To validate that your model is working prior to launch, run it on your test data. This is historical data you’ve stored separately from the data you used to build the model. Since you already know the actual outcomes, you can measure how close the prediction gets to what happened in the real world.

Accuracy measures the total number of correctly predicted outcomes as a percentage of all outcomes.

You don’t need a model with 100 percent accuracy. To determine if you’re ready for your initial predictive software launch and to establish a performance baseline, compare your model’s accuracy with what your beta customers were achieving without it. If your customers were making mostly judgment-based “gut” decisions, the predictive analytics model simply needs to do better than that baseline.
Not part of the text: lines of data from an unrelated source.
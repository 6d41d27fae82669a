// SPDX-License-Identifier: MPL-2.0
// This Source Code Form is subject to the terms of the Mozilla Public
// License, v. 2.0. If a copy of the MPL was not distributed with this
// file, You can obtain one at https://mozilla.org/MPL/2.0/.

//! Transport to the remote calculation service.
//!
//! The [`CalculationService`] trait is the seam between the panel and the
//! network. [`HttpClient`] implements it over HTTP; tests and alternative
//! transports can provide their own implementation.

#[cfg(feature = "http")]
mod http;

#[cfg(feature = "http")]
pub use http::{HttpClient, HttpConfig};

use crate::error::{Error, ProtocolError};
use crate::request::CalculationRequest;
use crate::response::ServiceStatus;

/// Raw response from the calculation service.
#[derive(Debug, Clone)]
pub struct ServiceResponse {
    /// The raw JSON response body.
    body: String,
}

impl ServiceResponse {
    /// Creates a new service response with the given body.
    #[must_use]
    pub fn new(body: String) -> Self {
        Self { body }
    }

    /// Returns the raw JSON response body.
    #[must_use]
    pub fn body(&self) -> &str {
        &self.body
    }

    /// Parses the response as a specific type.
    ///
    /// # Errors
    ///
    /// Returns error if the JSON cannot be parsed into the target type.
    pub fn parse<T: serde::de::DeserializeOwned>(&self) -> Result<T, crate::error::ParseError> {
        serde_json::from_str(&self.body).map_err(Into::into)
    }
}

/// A transport able to reach the calculation service.
#[allow(async_fn_in_trait)]
pub trait CalculationService {
    /// Sends a calculation request and returns the raw response.
    ///
    /// Implementations must return `Err` for any non-2xx answer.
    ///
    /// # Errors
    ///
    /// Returns `ProtocolError` if the request fails to send or receive.
    async fn send_calculation(
        &self,
        request: &CalculationRequest,
    ) -> Result<ServiceResponse, ProtocolError>;

    /// Queries the service liveness route and returns the raw response.
    ///
    /// # Errors
    ///
    /// Returns `ProtocolError` if the request fails.
    async fn send_status_query(&self) -> Result<ServiceResponse, ProtocolError>;

    /// Queries and parses the service liveness status.
    ///
    /// # Errors
    ///
    /// Returns error if the request fails or the body is not a status object.
    async fn status(&self) -> Result<ServiceStatus, Error> {
        let response = self.send_status_query().await?;
        Ok(response.parse()?)
    }
}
Let’s say the model predicts customers likely to churn, and validation shows it correctly identifies 65 percent of customers in the historical data testing sample that actually did churn. While there’s room for improvement, this accuracy may be an order of magnitude better than judgment-based approaches companies often use to segment and target customers for retention programs.

Watch for Imbalanced DataWhile you don’t need 100 percent accuracy from your models, you do need to fix any problems of data imbalance that show up in validation testing.

Imagine a healthcare application that predicts if a patient needs to be screened for cancer. In the historical data you’re using to train the model, 95 percent of patients do not need to be screened for cancer, and 5 percent do. This is an imbalanced dataset, as one class (patients who don’t need screening) has a huge majority over the other.

Depending on the application, this imbalance could be a serious problem. Let’s say validation testing shows that your model has an 85 percent accuracy rate overall. That 15 percent error rate may not seem like a lot, but if the model assigns NO SCREENING for patients that actually need to be screened, it could prevent crucial early intervention treatments. The consequences associated with those wrong predictions can be disastrous.

One way to fix problems like this is by sampling the data to balance it. Sampling involves equalizing the number of data points in majority and minority classes. You can do that by “down sampling” (removing some data points from the majority class) or by “up sampling” (creating new synthetic data points in the minority class using statistical inference techniques based on existing data points).